_PROBLEM REQUIREMENTS_
Scan the material and copy every line in which "struct" appears.

Start of EXERCISE MATERIAL

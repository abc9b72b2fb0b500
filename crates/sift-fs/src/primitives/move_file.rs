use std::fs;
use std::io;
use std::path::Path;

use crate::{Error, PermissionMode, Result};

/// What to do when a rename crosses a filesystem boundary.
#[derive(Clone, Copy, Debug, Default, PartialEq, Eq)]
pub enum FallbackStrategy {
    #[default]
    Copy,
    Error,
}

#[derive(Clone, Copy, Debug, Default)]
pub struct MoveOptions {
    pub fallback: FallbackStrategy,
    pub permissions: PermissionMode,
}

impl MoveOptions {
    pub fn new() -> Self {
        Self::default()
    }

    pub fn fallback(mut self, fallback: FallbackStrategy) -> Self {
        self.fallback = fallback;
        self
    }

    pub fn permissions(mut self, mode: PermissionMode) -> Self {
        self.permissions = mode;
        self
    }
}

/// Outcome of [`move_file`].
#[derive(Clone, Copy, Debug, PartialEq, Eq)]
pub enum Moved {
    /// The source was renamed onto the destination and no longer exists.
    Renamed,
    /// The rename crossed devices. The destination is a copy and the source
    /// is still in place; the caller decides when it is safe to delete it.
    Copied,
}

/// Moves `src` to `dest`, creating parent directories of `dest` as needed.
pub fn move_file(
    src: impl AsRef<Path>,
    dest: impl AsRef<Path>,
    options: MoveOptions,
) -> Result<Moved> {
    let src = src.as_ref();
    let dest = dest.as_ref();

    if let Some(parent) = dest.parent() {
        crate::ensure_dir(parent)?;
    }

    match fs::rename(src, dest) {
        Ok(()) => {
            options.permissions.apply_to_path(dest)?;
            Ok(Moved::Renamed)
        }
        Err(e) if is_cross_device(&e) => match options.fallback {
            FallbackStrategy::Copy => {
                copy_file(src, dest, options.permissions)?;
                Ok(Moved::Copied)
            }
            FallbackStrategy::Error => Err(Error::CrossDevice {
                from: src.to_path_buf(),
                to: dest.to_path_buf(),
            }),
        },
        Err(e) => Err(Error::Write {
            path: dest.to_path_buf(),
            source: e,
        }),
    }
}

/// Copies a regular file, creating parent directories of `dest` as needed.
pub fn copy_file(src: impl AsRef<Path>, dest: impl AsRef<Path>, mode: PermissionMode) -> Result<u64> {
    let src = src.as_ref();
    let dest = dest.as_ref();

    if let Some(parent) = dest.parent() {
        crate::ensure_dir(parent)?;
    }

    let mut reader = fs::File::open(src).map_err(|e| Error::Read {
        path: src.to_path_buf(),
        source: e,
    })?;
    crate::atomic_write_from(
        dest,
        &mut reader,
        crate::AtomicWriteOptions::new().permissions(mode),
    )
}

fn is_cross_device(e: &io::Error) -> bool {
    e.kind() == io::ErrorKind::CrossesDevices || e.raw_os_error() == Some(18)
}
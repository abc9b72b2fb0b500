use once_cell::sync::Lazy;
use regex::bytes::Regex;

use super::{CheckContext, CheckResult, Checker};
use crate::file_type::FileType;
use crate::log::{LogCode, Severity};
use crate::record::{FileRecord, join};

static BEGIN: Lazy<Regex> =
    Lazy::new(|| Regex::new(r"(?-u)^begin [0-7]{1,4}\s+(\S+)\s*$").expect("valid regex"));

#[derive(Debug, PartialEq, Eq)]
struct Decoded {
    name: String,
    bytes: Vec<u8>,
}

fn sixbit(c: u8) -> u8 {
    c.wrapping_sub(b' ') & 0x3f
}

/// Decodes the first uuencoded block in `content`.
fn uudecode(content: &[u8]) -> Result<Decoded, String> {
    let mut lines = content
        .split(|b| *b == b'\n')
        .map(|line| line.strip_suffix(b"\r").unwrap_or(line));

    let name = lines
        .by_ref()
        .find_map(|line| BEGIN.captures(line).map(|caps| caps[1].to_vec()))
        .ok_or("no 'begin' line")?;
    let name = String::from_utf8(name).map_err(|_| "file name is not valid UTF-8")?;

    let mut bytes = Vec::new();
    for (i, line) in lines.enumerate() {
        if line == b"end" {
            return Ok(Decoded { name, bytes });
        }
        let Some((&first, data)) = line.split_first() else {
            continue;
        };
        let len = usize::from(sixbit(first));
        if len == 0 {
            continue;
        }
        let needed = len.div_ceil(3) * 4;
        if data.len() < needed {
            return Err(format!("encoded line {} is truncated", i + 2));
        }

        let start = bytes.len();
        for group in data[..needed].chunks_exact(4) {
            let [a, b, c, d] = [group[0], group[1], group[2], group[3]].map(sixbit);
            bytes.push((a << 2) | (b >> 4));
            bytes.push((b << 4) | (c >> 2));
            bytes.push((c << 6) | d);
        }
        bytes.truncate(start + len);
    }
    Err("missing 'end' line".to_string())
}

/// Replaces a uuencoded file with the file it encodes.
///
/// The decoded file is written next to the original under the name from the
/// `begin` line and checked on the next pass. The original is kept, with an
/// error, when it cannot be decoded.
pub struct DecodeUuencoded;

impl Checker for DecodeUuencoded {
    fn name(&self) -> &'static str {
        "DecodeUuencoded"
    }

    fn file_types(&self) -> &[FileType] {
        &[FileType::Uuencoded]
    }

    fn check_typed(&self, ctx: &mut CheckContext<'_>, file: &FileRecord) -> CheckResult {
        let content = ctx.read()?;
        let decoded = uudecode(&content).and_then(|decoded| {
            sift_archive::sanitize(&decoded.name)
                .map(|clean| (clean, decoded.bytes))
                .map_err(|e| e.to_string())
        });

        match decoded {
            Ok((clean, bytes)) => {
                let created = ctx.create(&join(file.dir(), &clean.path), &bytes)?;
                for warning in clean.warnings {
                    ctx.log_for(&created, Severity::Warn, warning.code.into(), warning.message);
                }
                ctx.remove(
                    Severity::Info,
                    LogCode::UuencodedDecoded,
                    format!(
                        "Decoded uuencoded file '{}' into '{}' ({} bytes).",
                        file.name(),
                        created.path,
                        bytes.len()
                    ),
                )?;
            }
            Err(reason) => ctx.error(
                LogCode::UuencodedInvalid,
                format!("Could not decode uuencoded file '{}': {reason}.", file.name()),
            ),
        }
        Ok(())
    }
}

End of EXERCISE MATERIAL
Start of EXERCISE MATERIAL

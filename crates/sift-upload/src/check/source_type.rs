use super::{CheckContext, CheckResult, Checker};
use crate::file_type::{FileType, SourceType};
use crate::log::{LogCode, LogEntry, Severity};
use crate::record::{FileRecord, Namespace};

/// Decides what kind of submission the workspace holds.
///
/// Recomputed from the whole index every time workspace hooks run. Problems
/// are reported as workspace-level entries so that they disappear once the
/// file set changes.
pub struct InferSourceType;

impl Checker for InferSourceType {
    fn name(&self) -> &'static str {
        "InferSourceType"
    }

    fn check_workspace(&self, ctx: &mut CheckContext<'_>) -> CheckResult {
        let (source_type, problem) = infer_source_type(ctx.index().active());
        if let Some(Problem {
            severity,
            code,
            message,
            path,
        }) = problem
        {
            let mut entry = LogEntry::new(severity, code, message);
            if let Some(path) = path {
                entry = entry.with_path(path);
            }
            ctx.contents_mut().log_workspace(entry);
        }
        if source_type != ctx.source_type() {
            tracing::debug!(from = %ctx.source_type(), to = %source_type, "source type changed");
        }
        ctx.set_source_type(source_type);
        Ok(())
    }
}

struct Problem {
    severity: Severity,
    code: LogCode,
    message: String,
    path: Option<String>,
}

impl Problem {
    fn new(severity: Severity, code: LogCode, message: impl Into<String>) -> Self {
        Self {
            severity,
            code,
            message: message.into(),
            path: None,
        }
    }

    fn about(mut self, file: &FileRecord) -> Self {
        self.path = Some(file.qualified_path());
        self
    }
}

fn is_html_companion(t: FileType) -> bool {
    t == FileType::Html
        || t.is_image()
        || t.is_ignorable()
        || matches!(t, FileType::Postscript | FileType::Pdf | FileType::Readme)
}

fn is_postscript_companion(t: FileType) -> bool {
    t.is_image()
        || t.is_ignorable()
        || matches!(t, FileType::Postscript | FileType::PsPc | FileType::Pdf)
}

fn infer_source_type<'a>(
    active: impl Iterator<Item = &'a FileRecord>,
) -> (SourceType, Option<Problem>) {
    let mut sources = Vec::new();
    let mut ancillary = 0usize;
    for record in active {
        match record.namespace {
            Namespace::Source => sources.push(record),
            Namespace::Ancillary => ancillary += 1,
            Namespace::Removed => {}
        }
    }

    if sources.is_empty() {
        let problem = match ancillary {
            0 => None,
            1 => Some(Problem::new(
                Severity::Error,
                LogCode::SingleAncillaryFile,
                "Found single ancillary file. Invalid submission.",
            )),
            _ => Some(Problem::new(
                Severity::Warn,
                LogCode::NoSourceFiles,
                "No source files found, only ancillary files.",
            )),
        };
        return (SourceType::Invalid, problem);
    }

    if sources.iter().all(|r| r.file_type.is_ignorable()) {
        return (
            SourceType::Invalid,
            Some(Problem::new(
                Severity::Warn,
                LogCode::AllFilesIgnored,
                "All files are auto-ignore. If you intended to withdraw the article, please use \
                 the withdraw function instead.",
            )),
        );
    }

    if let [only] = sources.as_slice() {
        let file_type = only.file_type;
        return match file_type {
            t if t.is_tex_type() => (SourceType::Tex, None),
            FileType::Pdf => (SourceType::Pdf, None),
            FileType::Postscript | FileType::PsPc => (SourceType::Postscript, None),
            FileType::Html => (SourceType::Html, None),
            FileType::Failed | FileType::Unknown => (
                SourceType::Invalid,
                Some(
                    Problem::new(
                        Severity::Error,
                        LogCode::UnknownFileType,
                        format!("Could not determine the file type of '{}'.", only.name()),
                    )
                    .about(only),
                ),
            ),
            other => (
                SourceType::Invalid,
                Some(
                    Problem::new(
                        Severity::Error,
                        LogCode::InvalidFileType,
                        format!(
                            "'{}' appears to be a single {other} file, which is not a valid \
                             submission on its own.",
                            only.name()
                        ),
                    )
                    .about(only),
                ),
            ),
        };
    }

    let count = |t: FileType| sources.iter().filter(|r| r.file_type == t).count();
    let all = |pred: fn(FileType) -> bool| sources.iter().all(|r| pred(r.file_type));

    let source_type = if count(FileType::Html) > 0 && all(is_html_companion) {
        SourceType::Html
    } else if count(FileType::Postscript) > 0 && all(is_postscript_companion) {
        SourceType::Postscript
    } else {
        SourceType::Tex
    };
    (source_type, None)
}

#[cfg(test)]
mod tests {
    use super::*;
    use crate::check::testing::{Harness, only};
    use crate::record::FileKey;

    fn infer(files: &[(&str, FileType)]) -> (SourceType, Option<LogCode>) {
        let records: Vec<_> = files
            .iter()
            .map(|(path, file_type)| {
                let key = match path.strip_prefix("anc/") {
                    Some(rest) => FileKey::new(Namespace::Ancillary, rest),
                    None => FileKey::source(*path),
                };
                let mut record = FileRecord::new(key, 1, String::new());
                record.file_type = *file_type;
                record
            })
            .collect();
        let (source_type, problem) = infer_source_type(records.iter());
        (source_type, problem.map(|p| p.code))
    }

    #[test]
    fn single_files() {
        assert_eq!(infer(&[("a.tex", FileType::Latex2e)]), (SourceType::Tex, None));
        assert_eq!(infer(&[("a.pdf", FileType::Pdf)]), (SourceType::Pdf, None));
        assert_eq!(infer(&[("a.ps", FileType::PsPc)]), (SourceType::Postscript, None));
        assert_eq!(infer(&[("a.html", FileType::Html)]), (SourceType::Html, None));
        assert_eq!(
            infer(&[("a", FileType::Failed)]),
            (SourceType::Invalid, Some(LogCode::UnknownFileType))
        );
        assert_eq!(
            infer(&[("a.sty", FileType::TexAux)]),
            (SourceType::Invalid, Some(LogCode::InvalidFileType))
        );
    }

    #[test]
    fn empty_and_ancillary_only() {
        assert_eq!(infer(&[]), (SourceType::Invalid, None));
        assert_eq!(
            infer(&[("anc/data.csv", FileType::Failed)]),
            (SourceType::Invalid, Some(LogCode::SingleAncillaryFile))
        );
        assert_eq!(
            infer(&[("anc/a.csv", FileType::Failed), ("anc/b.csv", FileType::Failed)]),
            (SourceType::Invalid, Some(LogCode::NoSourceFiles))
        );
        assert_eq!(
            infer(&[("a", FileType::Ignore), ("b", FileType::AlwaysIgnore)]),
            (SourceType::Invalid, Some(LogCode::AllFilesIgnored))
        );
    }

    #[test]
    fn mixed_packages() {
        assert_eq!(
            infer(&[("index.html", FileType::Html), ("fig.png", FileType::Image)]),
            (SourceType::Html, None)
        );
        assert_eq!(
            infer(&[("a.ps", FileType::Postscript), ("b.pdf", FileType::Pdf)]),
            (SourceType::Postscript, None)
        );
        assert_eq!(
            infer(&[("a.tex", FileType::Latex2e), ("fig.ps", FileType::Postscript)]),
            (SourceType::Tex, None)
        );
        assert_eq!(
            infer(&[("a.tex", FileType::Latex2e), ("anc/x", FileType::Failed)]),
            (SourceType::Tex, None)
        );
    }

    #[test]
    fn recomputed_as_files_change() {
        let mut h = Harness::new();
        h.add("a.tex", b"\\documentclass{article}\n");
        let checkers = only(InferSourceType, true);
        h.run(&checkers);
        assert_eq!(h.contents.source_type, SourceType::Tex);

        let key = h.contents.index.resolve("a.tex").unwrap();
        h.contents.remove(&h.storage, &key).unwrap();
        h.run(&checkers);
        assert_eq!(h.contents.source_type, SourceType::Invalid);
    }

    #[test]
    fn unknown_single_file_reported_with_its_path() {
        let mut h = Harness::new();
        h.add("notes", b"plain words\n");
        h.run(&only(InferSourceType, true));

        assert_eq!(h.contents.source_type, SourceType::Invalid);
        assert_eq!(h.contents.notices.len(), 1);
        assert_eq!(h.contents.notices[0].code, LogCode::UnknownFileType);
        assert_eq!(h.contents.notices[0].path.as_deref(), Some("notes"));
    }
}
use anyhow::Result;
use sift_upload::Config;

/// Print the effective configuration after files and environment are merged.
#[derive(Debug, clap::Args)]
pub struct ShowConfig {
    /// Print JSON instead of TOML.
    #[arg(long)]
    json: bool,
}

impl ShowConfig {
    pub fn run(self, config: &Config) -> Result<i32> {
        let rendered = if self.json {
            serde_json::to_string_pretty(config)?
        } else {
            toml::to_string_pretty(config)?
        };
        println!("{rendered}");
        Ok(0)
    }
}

End of EXERCISE MATERIAL
Start of EXERCISE MATERIAL

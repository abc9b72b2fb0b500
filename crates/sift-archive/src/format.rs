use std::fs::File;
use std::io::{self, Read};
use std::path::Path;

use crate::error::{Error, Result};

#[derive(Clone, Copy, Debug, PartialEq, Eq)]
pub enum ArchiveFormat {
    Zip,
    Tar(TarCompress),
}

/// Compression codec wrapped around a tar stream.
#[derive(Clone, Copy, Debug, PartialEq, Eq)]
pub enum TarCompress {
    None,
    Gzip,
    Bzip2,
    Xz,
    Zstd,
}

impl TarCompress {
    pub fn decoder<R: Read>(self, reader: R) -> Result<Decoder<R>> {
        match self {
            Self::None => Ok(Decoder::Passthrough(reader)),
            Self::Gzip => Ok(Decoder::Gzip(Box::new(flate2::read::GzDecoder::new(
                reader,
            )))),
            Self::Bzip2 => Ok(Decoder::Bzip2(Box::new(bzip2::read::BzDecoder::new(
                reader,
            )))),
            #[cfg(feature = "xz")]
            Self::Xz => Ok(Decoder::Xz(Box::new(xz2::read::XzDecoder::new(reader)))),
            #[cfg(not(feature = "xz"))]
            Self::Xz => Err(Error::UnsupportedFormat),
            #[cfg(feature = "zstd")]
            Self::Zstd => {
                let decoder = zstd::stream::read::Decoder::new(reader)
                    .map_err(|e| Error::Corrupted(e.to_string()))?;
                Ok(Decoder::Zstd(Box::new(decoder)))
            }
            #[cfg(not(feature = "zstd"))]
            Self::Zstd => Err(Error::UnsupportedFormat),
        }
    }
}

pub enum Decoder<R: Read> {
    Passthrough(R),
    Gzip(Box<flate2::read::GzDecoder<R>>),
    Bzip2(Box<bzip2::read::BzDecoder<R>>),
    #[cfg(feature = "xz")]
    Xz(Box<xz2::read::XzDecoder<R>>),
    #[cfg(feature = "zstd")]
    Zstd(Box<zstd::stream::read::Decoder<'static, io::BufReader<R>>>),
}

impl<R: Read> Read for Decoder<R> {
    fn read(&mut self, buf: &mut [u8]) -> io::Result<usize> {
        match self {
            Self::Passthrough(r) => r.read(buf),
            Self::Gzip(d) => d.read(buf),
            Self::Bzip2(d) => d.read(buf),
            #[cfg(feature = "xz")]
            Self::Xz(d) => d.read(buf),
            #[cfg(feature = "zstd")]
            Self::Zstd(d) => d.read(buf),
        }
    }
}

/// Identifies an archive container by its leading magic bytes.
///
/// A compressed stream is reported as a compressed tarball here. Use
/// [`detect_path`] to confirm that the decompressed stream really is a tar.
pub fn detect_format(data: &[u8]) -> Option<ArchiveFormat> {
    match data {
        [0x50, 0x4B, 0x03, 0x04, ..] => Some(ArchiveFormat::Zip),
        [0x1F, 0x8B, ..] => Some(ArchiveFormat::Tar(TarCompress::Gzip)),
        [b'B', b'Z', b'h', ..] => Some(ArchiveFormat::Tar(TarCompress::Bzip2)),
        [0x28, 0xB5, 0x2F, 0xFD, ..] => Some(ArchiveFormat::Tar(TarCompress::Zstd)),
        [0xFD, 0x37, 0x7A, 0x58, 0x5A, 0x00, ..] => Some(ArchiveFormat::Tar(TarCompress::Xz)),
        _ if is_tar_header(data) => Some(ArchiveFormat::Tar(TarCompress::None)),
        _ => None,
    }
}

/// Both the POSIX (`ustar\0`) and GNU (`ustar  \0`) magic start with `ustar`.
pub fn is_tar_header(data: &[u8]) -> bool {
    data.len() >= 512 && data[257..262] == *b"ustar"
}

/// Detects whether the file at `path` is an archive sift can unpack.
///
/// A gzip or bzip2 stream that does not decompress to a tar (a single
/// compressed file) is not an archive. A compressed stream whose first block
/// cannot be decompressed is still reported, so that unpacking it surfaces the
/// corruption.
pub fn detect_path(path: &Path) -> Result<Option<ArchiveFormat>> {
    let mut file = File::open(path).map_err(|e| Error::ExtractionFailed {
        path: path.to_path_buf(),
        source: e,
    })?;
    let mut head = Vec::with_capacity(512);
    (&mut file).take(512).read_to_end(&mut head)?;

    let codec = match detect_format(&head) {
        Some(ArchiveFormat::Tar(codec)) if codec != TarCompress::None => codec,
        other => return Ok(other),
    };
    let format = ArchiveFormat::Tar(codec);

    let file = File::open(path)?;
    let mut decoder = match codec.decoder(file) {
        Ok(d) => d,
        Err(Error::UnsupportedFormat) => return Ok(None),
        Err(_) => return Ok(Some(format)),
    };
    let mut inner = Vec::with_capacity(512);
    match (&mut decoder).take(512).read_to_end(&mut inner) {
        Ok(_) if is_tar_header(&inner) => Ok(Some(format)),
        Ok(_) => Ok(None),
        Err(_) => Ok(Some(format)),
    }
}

End of EXERCISE MATERIAL

_ANSWER AREA_
pub struct MoveOptions {
struct Decoded {
pub struct DecodeUuencoded;
pub struct InferSourceType;
struct Problem {
pub struct ShowConfig {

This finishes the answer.